Nesse sentido, a mineradora afirma que sair ou não do município é uma decisão de foro pessoal. Contudo, se um empregado ou terceiro sai de Conceição, ao voltar terá que cumprir a quarentena, conforme exigido pela legislação municipal. E, se sua função não permite que trabalhe de forma remota, terá os dias descontados por falta ao trabalho, uma vez que essa não é uma licença remunerada prevista em lei. Ademais, a empresa afirma que nenhum empregado foi demitido por esse motivo.

Sobre as testagens, a Anglo informou que iniciou um processo gradual e periódico de testagem de todos os seus empregados e os resultados – positivos ou negativos – são informados exclusivamente ao trabalhador, seu médico e às autoridades sanitárias, de forma a preservar o sigilo médico.

“Por dificuldades técnicas, ainda não estamos conseguindo que nossos empregados tenham acesso ao laudo dos exames, mas essa dificuldade deverá ser resolvida em breve”, justificou a empresa.

Prefeitura: medidas de prevenção precisam ser cumpridas

A Prefeitura de Conceição do Mato Dentro afirmou que como se tratam de barreiras sanitárias, as medidas de prevenção estabelecidas pela Vigilância Sanitária precisam ser cumpridas. Conforme o decreto municipal 032/2020, a ordem é parar todos os veículos, preencher as notificações e aferir temperatura. “Ações que demandam tempo e paciência”, ponderou o Executivo.

“É importante ressaltar que todas as pessoas que entram na cidade, independentemente de trabalharem nas empresas, têm sua temperatura aferida, sendo essa uma medida de combate à proliferação da Covid-19, pois aqueles identificados com febre são encaminhados às unidades de saúde”, informou a Prefeitura.

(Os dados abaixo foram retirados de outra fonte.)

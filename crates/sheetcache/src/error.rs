//! Error types for sheetcache

use sheetcache_core::LabelName;
use thiserror::Error;

/// Result type alias using [`Error`]
pub type Result<T> = std::result::Result<T, Error>;

/// Errors raised by the viewport cache
#[derive(Debug, Error)]
pub enum Error {
    /// Invalid reference, range, label or selection
    #[error(transparent)]
    Core(#[from] sheetcache_core::Error),

    /// Label mappings that refer to each other in a loop
    #[error("Label cycle detected: {}", format_labels(.labels))]
    LabelCycle {
        /// Labels on the cycle, in the order they refer to each other
        labels: Vec<LabelName>,
    },
}

fn format_labels(labels: &[LabelName]) -> String {
    labels
        .iter()
        .map(LabelName::to_string)
        .collect::<Vec<_>>()
        .join(" -> ")
}
//! Cell styling
//!
//! A [`Style`] is a sparse set of properties: every property is optional so a cell style can be
//! overlaid on a default style with [`Style::merge`].

use std::fmt;

/// A length in pixels
#[derive(Debug, Clone, Copy, PartialEq, PartialOrd, Default)]
#[cfg_attr(feature = "serde", derive(serde::Serialize, serde::Deserialize), serde(transparent))]
pub struct Length(f64);

impl Length {
    /// A length of `pixels` pixels
    pub fn pixels(pixels: f64) -> Self {
        Self(pixels)
    }

    /// The length in pixels
    pub fn value(&self) -> f64 {
        self.0
    }
}

impl fmt::Display for Length {
    fn fmt(&self, f: &mut fmt::Formatter<'_>) -> fmt::Result {
        write!(f, "{}px", self.0)
    }
}

/// Horizontal text alignment
#[derive(Debug, Clone, Copy, PartialEq, Eq, Hash)]
#[cfg_attr(
    feature = "serde",
    derive(serde::Serialize, serde::Deserialize),
    serde(rename_all = "kebab-case")
)]
pub enum TextAlign {
    Left,
    Center,
    Right,
    Justify,
}

/// Sparse cell style
#[derive(Debug, Clone, PartialEq, Default)]
#[cfg_attr(
    feature = "serde",
    derive(serde::Serialize, serde::Deserialize),
    serde(default, rename_all = "camelCase")
)]
pub struct Style {
    /// Width, used as the default column width when this is the spreadsheet style
    pub width: Option<Length>,
    /// Height, used as the default row height when this is the spreadsheet style
    pub height: Option<Length>,
    /// Bold text
    pub bold: Option<bool>,
    /// Italic text
    pub italic: Option<bool>,
    /// Text color (CSS color text)
    pub color: Option<String>,
    /// Background color (CSS color text)
    pub background_color: Option<String>,
    /// Horizontal alignment
    pub text_align: Option<TextAlign>,
}

impl Style {
    /// Create a new empty style
    pub fn new() -> Self {
        Self::default()
    }

    /// Set width in pixels
    pub fn width(mut self, pixels: f64) -> Self {
        self.width = Some(Length::pixels(pixels));
        self
    }

    /// Set height in pixels
    pub fn height(mut self, pixels: f64) -> Self {
        self.height = Some(Length::pixels(pixels));
        self
    }

    /// Set font to bold
    pub fn bold(mut self, bold: bool) -> Self {
        self.bold = Some(bold);
        self
    }

    /// Set font to italic
    pub fn italic(mut self, italic: bool) -> Self {
        self.italic = Some(italic);
        self
    }

    /// Set text color
    pub fn color<S: Into<String>>(mut self, color: S) -> Self {
        self.color = Some(color.into());
        self
    }

    /// Set background color
    pub fn background_color<S: Into<String>>(mut self, color: S) -> Self {
        self.background_color = Some(color.into());
        self
    }

    /// Set horizontal alignment
    pub fn text_align(mut self, align: TextAlign) -> Self {
        self.text_align = Some(align);
        self
    }

    /// Check if no property is set
    pub fn is_empty(&self) -> bool {
        *self == Style::default()
    }

    /// Overlay `other` on this style; properties set in `other` win
    pub fn merge(&self, other: &Style) -> Style {
        Style {
            width: other.width.or(self.width),
            height: other.height.or(self.height),
            bold: other.bold.or(self.bold),
            italic: other.italic.or(self.italic),
            color: other.color.clone().or_else(|| self.color.clone()),
            background_color: other
                .background_color
                .clone()
                .or_else(|| self.background_color.clone()),
            text_align: other.text_align.or(self.text_align),
        }
    }
}
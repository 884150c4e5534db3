//! Spreadsheet coordinates
//!
//! - [`ColumnReference`] - a column (e.g., "C")
//! - [`RowReference`] - a row (e.g., "7")
//! - [`CellReference`] - a cell (e.g., "C7")
//! - [`LabelName`] - a named alias (e.g., "TaxRate")

mod cell;
mod column;
mod label;
mod row;

pub use cell::CellReference;
pub use column::ColumnReference;
pub use label::{LabelName, MAX_LABEL_LEN};
pub use row::RowReference;
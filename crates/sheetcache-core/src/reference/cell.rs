//! Cell references

use super::{ColumnReference, RowReference};
use crate::error::{Error, Result};
use crate::range::CellRange;
use std::fmt;
use std::str::FromStr;

/// A cell reference (e.g., "A1")
///
/// `$` absolute markers are accepted when parsing but not kept: two references to the same
/// coordinate are always equal. References order row first, then column.
#[derive(Debug, Clone, Copy, PartialEq, Eq, PartialOrd, Ord, Hash)]
pub struct CellReference {
    row: RowReference,
    column: ColumnReference,
}

impl CellReference {
    /// Create a cell reference from its column and row
    pub fn new(column: ColumnReference, row: RowReference) -> Self {
        Self { row, column }
    }

    /// Create a cell reference from 0-based indices
    pub fn from_indices(column: u16, row: u32) -> Result<Self> {
        Ok(Self::new(ColumnReference::new(column)?, RowReference::new(row)?))
    }

    /// The column of this cell
    pub fn column(&self) -> ColumnReference {
        self.column
    }

    /// The row of this cell
    pub fn row(&self) -> RowReference {
        self.row
    }

    /// Parse a cell reference from A1-style notation
    ///
    /// # Examples
    /// ```
    /// use sheetcache_core::CellReference;
    ///
    /// let cell = CellReference::parse("$B$2").unwrap();
    /// assert_eq!(cell.column().index(), 1);
    /// assert_eq!(cell.row().index(), 1);
    /// assert_eq!(cell.to_string(), "B2");
    /// ```
    pub fn parse(s: &str) -> Result<Self> {
        let s = s.trim();
        if s.is_empty() {
            return Err(Error::InvalidCell("empty cell reference".into()));
        }

        let bytes = s.as_bytes();
        let mut pos = 0;
        if bytes.first() == Some(&b'$') {
            pos += 1;
        }
        while pos < bytes.len() && bytes[pos].is_ascii_alphabetic() {
            pos += 1;
        }

        let (column, row) = s.split_at(pos);
        if column.trim_start_matches('$').is_empty() {
            return Err(Error::InvalidCell(format!("no column letters in '{}'", s)));
        }
        if row.trim_start_matches('$').is_empty() {
            return Err(Error::InvalidCell(format!("no row number in '{}'", s)));
        }

        let column = ColumnReference::parse(column).map_err(|e| match e {
            Error::InvalidColumn(_) => Error::InvalidCell(s.to_string()),
            other => other,
        })?;
        let row = RowReference::parse(row).map_err(|e| match e {
            Error::InvalidRow(_) => Error::InvalidCell(s.to_string()),
            other => other,
        })?;

        Ok(Self::new(column, row))
    }

    /// A single-cell range covering this cell
    pub fn to_range(&self) -> CellRange {
        CellRange::single(*self)
    }

    /// Create a range from this cell to another
    pub fn to(&self, other: CellReference) -> CellRange {
        CellRange::new(*self, other)
    }
}

impl fmt::Display for CellReference {
    fn fmt(&self, f: &mut fmt::Formatter<'_>) -> fmt::Result {
        write!(f, "{}{}", self.column, self.row)
    }
}

impl FromStr for CellReference {
    type Err = Error;

    fn from_str(s: &str) -> Result<Self> {
        Self::parse(s)
    }
}
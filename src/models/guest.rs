use sqlx::FromRow;

#[derive(Debug, Clone, FromRow)]
pub struct Guest {
    pub id: i64,
    pub name: String,
    pub email: String,
    pub phone: String,
    pub address: Option<String>,
    pub created_at: chrono::NaiveDateTime,
}
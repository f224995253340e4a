//! Staff accounts for the data page, with bcrypt-hashed passwords.

use sqlx::SqliteConnection;

use crate::error::{AppError, AppResult};
use crate::models::account::Account;

pub async fn create(
    conn: &mut SqliteConnection,
    username: &str,
    email: &str,
    password: &str,
) -> AppResult<Account> {
    if username.is_empty() {
        return Err(AppError::ValidationFailed("Username is required".to_string()));
    }
    if email.is_empty() {
        return Err(AppError::ValidationFailed("Email is required".to_string()));
    }

    let username_taken: bool =
        sqlx::query_scalar("SELECT EXISTS (SELECT 1 FROM accounts WHERE username = ?)")
            .bind(username)
            .fetch_one(&mut *conn)
            .await?;
    if username_taken {
        return Err(AppError::ValidationFailed(format!(
            "Username `{username}` is already taken"
        )));
    }

    let email_taken: bool =
        sqlx::query_scalar("SELECT EXISTS (SELECT 1 FROM accounts WHERE email = ?)")
            .bind(email)
            .fetch_one(&mut *conn)
            .await?;
    if email_taken {
        return Err(AppError::ValidationFailed(format!(
            "An account with email `{email}` already exists"
        )));
    }

    let password_hash = bcrypt::hash(password, bcrypt::DEFAULT_COST)?;

    let account = sqlx::query_as::<_, Account>(
        "INSERT INTO accounts (username, email, password_hash) VALUES (?, ?, ?) RETURNING *",
    )
    .bind(username)
    .bind(email)
    .bind(&password_hash)
    .fetch_one(conn)
    .await?;

    Ok(account)
}

/// Checks the credentials against the stored hash. A missing account and a
/// wrong password are deliberately indistinguishable to the caller.
pub async fn verify(
    conn: &mut SqliteConnection,
    username: &str,
    password: &str,
) -> AppResult<Account> {
    let Some(account) = sqlx::query_as::<_, Account>("SELECT * FROM accounts WHERE username = ?")
        .bind(username)
        .fetch_optional(conn)
        .await?
    else {
        return Err(AppError::AuthenticationFailed);
    };

    if !bcrypt::verify(password, &account.password_hash)? {
        return Err(AppError::AuthenticationFailed);
    }

    Ok(account)
}
//! Domain services. Everything here takes `&mut SqliteConnection` so the
//! ledger can compose inventory and registry calls inside one transaction;
//! only the two ledger entry points own their transaction and take a pool.

pub mod accounts;
pub mod dashboard;
pub mod inventory;
pub mod ledger;
pub mod registry;
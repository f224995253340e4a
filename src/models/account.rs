use sqlx::FromRow;

#[derive(Debug, Clone, FromRow)]
pub struct Account {
    pub id: i64,
    pub username: String,
    pub email: String,
    pub password_hash: String,
    pub created_at: chrono::NaiveDateTime,
}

Além disso, a Prefeitura afirma que está ciente do fluxo e aumento dos veículos nas barreiras e, por isso, aumentou o número de termômetros. Especialmente na barreira P2 (Serro) que dá acesso à mineradora, devido ao maior fluxo e trânsito no horário de pico.

Furo na quarentena

O município disse ainda que implantou medidas mais rígidas após receber denúncias de que funcionários das empresas que têm tentado burlar a quarentena. Estes estão vindo de outras cidades pelas estradas dos municípios do Serro e de Guanhães, parando em estacionamentos particulares nas imediações da mineradora.

“Esses funcionários pegam o ônibus interno das empresas e afirmam não terem saído da cidade, estando a trabalho no fim de semana. Inclusive, para não perderem os sete dias de serviço, ao cumprirem isolamento previsto para quem chega de outras cidades, os agentes à serviço da Prefeitura já registraram ocorrência de funcionários até mesmo dentro de porta-malas. O que justifica ainda mais as medidas efetivas das barreiras”, informou a Prefeitura de Conceição do Mato Dentro

A Prefeitura ressalta que nos fins de semana, em todas as barreiras, o fluxo também aumenta. Logo, o engarrafamento é causado por aqueles que reclamam dele. Essa saída e entrada constante acaba trazendo a contaminação para o município. Se todos nós não saíssemos nos fins de semana não haveria engarrafamento e nem a proliferação da doença em Conceição do Mato Dentro.

Portanto, a Prefeitura reitera que a aferição de temperatura nas barreiras permanecerá para todas as pessoas que adentrarem no município, sendo elas funcionários das empresas, servidores públicos, moradores ou visitantes.